Knowing that I have an inner critic and that perhaps that inner critic should not always be in control of my behavior I took a step back and realized that in that particular situation, a followup email would have looked BONKERS, that no none expected a Pulitzer Prize-winning recitation during a half hour meeting and that I needed to CTFD.
Other fun facts about my personality that explain everything about me in graphic detail are as follows:
1. Perfectionism which leads to procrastination (like I am doing right now)
2. An irresistible desire to make my surroundings orderly. The book mentions couch cushions specifically, which is funny because THAT'S THE FIRST THING I FIX EVERY EVENING.

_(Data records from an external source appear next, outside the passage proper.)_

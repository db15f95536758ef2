/// Step implementation lookup through the runner.
///
/// The runner is asked for the step by its canonical value.  Unlike a
/// concept miss, a runner that answers "not present" is reported as an
/// error: the step has no implementation yet, which the user will want to
/// know about.
use std::path::Path;

use tower_lsp::lsp_types::*;

use crate::Backend;
use crate::error::DefinitionError;
use crate::runner::{RunnerMessage, SharedRunner, Span};
use crate::types::Step;
use crate::util::path_to_uri;

impl Backend {
    /// Ask `runner` where `step` is implemented.
    ///
    /// No runner connected is an ordinary state (e.g. during startup) and
    /// yields `Ok(None)`, as does a runner whose connection has closed.
    /// Timeouts and a connection dropping mid-request are returned as
    /// [`DefinitionError::Runner`]; there is no retry.
    pub(crate) async fn search_step(
        &self,
        step: &Step,
        runner: Option<&SharedRunner>,
    ) -> Result<Option<Location>, DefinitionError> {
        let Some(runner) = runner.filter(|runner| runner.is_connected()) else {
            tracing::debug!(step = %step.value, "no runner connected");
            return Ok(None);
        };

        let request = RunnerMessage::step_name_request(step.value.as_str());
        let reply = runner
            .request(request, self.config.runner_request_timeout)
            .await
            .inspect_err(|err| tracing::warn!(step = %step.value, %err, "runner request failed"))?;

        let response = match reply.step_name_response() {
            Some(response) if response.is_step_present => response,
            _ => {
                tracing::debug!(
                    step = %step.text,
                    line = step.line_no,
                    "runner has no implementation for step"
                );
                return Err(DefinitionError::StepNotImplemented {
                    step_value: step.value.clone(),
                });
            }
        };

        self.step_location(&response.file_name, response.span)
            .map(Some)
    }

    /// Translate the runner's 1-based span into a zero-based LSP location.
    /// Character offsets are passed through as reported.
    fn step_location(&self, file_name: &str, span: Span) -> Result<Location, DefinitionError> {
        let path = Path::new(file_name);
        let uri = path_to_uri(path, self.workspace_root().as_deref()).ok_or_else(|| {
            DefinitionError::InvalidPath {
                path: path.to_path_buf(),
            }
        })?;

        let start_line = span.start.saturating_sub(1);
        let end_line = span.end.saturating_sub(1).max(start_line);

        Ok(Location {
            uri,
            range: Range {
                start: Position {
                    line: start_line,
                    character: span.start_char,
                },
                end: Position {
                    line: end_line,
                    character: span.end_char,
                },
            },
        })
    }
}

3. A tendency to offer "helpful suggestions" to other people to their exasperation (I think Ryan might leave me if we ever try to load the dishwasher together again)
4. A bizarrely strong tendency to adhere to procedures and protocols in all venues (including, for me, personal hygiene, meal prep, housework, entertaining, and earlier in my life, math problems)
5. Avoiding things that seem hard for fear of doing them poorly, which is why I was in my mid-thirties before I finally learned to use a hair dryer.
And the biggest revelation for me, "...fear of making mistakes, sensitivity to criticism, and concern about saying or doing the wrong things" in social settings. Yes yes yes yesyesyes.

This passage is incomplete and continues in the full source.